Greene has been a controversial figure from the time she entered national politics several years ago, drawing sharp rebukes from Democrats and even some Republicans who felt her fiery and problematic rhetoric made her the wrong person to represent the 14th District. But since being elected in 2020, she has not only increased her national profile but her local reputation as well.
In celebration of the Fourth of July on Tuesday, she plans to make stops at parades and community festivals in the district. If the past is any indication, she will spend the day posing for selfies and greeting well-wishers who usually line up for a glimpse of the GOP star.
John Bailey, managing editor of The Rome News-Tribune, said Greene has built a reputation for being visible, accessible and responsive to the needs of her constituents.
“She’s been very present in this district shaking hands, saying hi, talking to people,” he said.
Most recently, Greene’s issues have come from conservative colleagues in Washington who are unhappy with some of her decision-making there.
It started in January, when she was among the vast majority of House Republicans who supported McCarthy’s rise to speaker. About a dozen far-right lawmakers opposed him, blocking his ascent to the post through more than a dozen rounds of voting over four days.
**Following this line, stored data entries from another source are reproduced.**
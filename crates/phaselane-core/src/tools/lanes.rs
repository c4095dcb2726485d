use async_trait::async_trait;
use serde::Deserialize;
use serde_json::{json, Value};

use super::{parse_args, ToolContext, WorkflowTool};
use crate::error::{PhaselaneError, Result};
use crate::types::{DeveloperLaneConfig, LaneContext, LaneKey, RequestContext, WorkflowRequest};

#[derive(Deserialize)]
#[serde(rename_all = "camelCase")]
struct LaneRequestArgs {
    #[serde(alias = "user_message", alias = "message")]
    user_message: String,
    #[serde(default)]
    context: Option<LaneContext>,
}

fn lane_request_schema() -> Value {
    json!({
        "type": "object",
        "properties": {
            "userMessage": {"type": "string", "description": "The request to route"},
            "context": {
                "type": "object",
                "properties": {
                    "previousPhase": {"type": "string"},
                    "hasExistingPRD": {"type": "boolean"},
                    "metadata": {"type": "object"}
                }
            }
        },
        "required": ["userMessage"]
    })
}

/// What the policy gate sees for a lane request. The lane itself is only
/// known after classification, so the gate decides on the request.
fn policy_metadata(args: &LaneRequestArgs) -> Value {
    let context = args.context.as_ref();
    json!({
        "userMessage": args.user_message,
        "previousPhase": context.and_then(|c| c.previous_phase).map(|p| p.as_str()),
        "hasExistingPRD": context.map(|c| c.has_existing_prd).unwrap_or(false),
    })
}

/// Fills in the previous phase from the store when the caller left it out.
async fn lane_context(ctx: &ToolContext<'_>, context: Option<LaneContext>) -> Result<LaneContext> {
    let mut context = context.unwrap_or_default();
    if context.previous_phase.is_none() {
        context.previous_phase = Some(ctx.services.store.current_phase().await?);
    }
    Ok(context)
}

// ---------------------------------------------------------------------------
// select_development_lane
// ---------------------------------------------------------------------------

pub struct SelectDevelopmentLaneTool;

#[async_trait]
impl WorkflowTool for SelectDevelopmentLaneTool {
    fn name(&self) -> &str {
        "select_development_lane"
    }

    fn description(&self) -> &str {
        "Classify a request as quick or complex and record the decision"
    }

    fn schema(&self) -> Value {
        lane_request_schema()
    }

    async fn call(&self, ctx: &ToolContext<'_>, args: Value) -> Result<Value> {
        let args: LaneRequestArgs = parse_args(args)?;
        ctx.engine
            .policy()
            .ensure_operation_allowed(self.name(), &policy_metadata(&args))
            .await?;
        let context = lane_context(ctx, args.context).await?;
        let decision = ctx
            .engine
            .router()
            .select_lane(ctx.services, &args.user_message, &context)
            .await?;
        Ok(serde_json::to_value(&decision)?)
    }
}

// ---------------------------------------------------------------------------
// execute_workflow
// ---------------------------------------------------------------------------

pub struct ExecuteWorkflowTool;

#[async_trait]
impl WorkflowTool for ExecuteWorkflowTool {
    fn name(&self) -> &str {
        "execute_workflow"
    }

    fn description(&self) -> &str {
        "Select a lane for the request and run it, falling back to the complex lane when the quick lane is unavailable"
    }

    fn schema(&self) -> Value {
        lane_request_schema()
    }

    async fn call(&self, ctx: &ToolContext<'_>, args: Value) -> Result<Value> {
        let args: LaneRequestArgs = parse_args(args)?;
        ctx.engine
            .policy()
            .ensure_operation_allowed(self.name(), &policy_metadata(&args))
            .await?;
        let context = lane_context(ctx, args.context).await?;
        let router = ctx.engine.router();
        let decision = router
            .select_lane(ctx.services, &args.user_message, &context)
            .await?;

        let request = WorkflowRequest {
            user_message: args.user_message,
            phase: context.previous_phase,
            context: RequestContext::LaneSelection(context),
        };
        let outcome = router
            .execute_workflow(ctx.services, &decision, &request)
            .await?;

        let mut result = serde_json::to_value(&outcome)?;
        if let Value::Object(map) = &mut result {
            map.insert("confidence".to_string(), json!(decision.confidence));
            map.insert("decision".to_string(), serde_json::to_value(&decision)?);
        }
        Ok(result)
    }
}

// ---------------------------------------------------------------------------
// get_lane_history
// ---------------------------------------------------------------------------

pub struct GetLaneHistoryTool;

#[derive(Deserialize)]
struct LaneHistoryArgs {
    #[serde(default)]
    limit: Option<usize>,
}

#[async_trait]
impl WorkflowTool for GetLaneHistoryTool {
    fn name(&self) -> &str {
        "get_lane_history"
    }

    fn description(&self) -> &str {
        "List lane decisions made by this server process and the quick lane state"
    }

    fn schema(&self) -> Value {
        json!({
            "type": "object",
            "properties": {
                "limit": {"type": "integer", "minimum": 1, "description": "Only the most recent N decisions"}
            }
        })
    }

    async fn call(&self, ctx: &ToolContext<'_>, args: Value) -> Result<Value> {
        let args: LaneHistoryArgs = parse_args(args)?;
        let router = ctx.engine.router();
        let mut decisions = router.history();
        let total = decisions.len();
        if let Some(limit) = args.limit {
            decisions.drain(..total.saturating_sub(limit));
        }
        Ok(json!({
            "total": total,
            "decisions": decisions,
            "quickLane": router.breaker().state(),
        }))
    }
}

// ---------------------------------------------------------------------------
// configure_developer_lane
// ---------------------------------------------------------------------------

pub struct ConfigureDeveloperLaneTool;

#[derive(Deserialize)]
#[serde(rename_all = "camelCase")]
struct ConfigureDeveloperLaneArgs {
    #[serde(default, alias = "validate_story_context")]
    validate_story_context: Option<bool>,
    #[serde(default, alias = "validation_lane")]
    validation_lane: Option<String>,
}

#[async_trait]
impl WorkflowTool for ConfigureDeveloperLaneTool {
    fn name(&self) -> &str {
        "configure_developer_lane"
    }

    fn description(&self) -> &str {
        "Toggle story context validation before dev and choose the lane that runs it"
    }

    fn schema(&self) -> Value {
        json!({
            "type": "object",
            "properties": {
                "validateStoryContext": {"type": "boolean"},
                "validationLane": {"type": "string", "description": "Reviewer lane, defaults to review"}
            }
        })
    }

    async fn call(&self, ctx: &ToolContext<'_>, args: Value) -> Result<Value> {
        let args: ConfigureDeveloperLaneArgs = parse_args(args)?;
        if matches!(&args.validation_lane, Some(lane) if lane.trim().is_empty()) {
            return Err(PhaselaneError::InvalidArguments(
                "validationLane must not be empty".into(),
            ));
        }
        ctx.engine
            .policy()
            .ensure_operation_allowed(
                self.name(),
                &json!({
                    "validateStoryContext": args.validate_story_context,
                    "validationLane": args.validation_lane,
                }),
            )
            .await?;

        let current = ctx.engine.developer_lane();
        let config = DeveloperLaneConfig {
            validate_story_context: args
                .validate_story_context
                .unwrap_or(current.validate_story_context),
            validation_lane: args
                .validation_lane
                .map(|lane| LaneKey::new(lane.trim()))
                .unwrap_or(current.validation_lane),
        };
        ctx.services.store.save_developer_lane_config(&config).await?;
        ctx.engine.set_developer_lane(config.clone());

        ctx.logger.info(
            "developer_lane_configured",
            json!({
                "validateStoryContext": config.validate_story_context,
                "validationLane": config.validation_lane.as_str(),
            }),
        );
        Ok(json!({"developerLane": config}))
    }
}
When it came to the debt limit, the House Freedom Caucus was more galvanized against McCarthy’s compromise with Biden. Greene was one of just eight members of the caucus who supported that deal despite concerns from colleagues that it didn’t require enough cuts in federal spending.
In both instances, Greene took the position backing McCarthy. At times she was also critical of those who did not, accusing colleagues of taking an impractical approach to governing.
“I’m also not going to allow the United States of America to default, that’s just the wrong thing to do,” she told The Atlanta Journal-Constitution in April during debt-ceiling deliberations. “So I think that we do have to have a negotiation, and I think there needs to be a level of maturity from everyone on this issue.”
Though she rarely takes on far-right lawmakers directly, she did so last month on the House floor when she cursed at Colorado U.S. Rep. Lauren Boebert during a spat over the best approach to impeaching Biden.
Politico reported that shortly before members returned to their districts for the July Fourth recess the Freedom Caucus took a vote that reflected its displeasure with Greene. Her office did not respond to questions about her status with the caucus or whether she remains a member.
Back in Georgia, these developments have been met more with curiosity than disdain, said Debbie Dooley, one of the founders of the Georgia Tea Party who has become a voice for conservatives in the state GOP. People are willing to see whether Greene’s embrace of the establishment will remain a rare occurrence.
“She’s still pushing for indictments and stuff like that, and I just don’t think overall her stance is going to hurt her,” Dooley said. “Now, if she just keeps on taking those little baby steps, that’s a different matter. But it doesn’t look like she’s going to.”
Overall, it appears that Greene remains true to her deeply conservative roots, Dooley said. She continues to support red-meat policies such as ending abortion, halting aid to Ukraine and making guns more accessible.
She has also introduced a slate of impeachment resolutions targeting Biden, U.S. Homeland Security Secretary Alejandro Mayorkas and others. More recently, she backed a proposal attempting to wipe former President Donald Trump’s two impeachments off the record as if they never happened.
Bailey, the newspaper editor, said there are Republicans in northwest Georgia who have turned away from the party establishment and aligned with more conservative entities such as the Georgia Republican Assembly. But so far, those voters have not publicly turned on Greene, he said.
“I don’t think that’s trickled down very much to this district,” he said.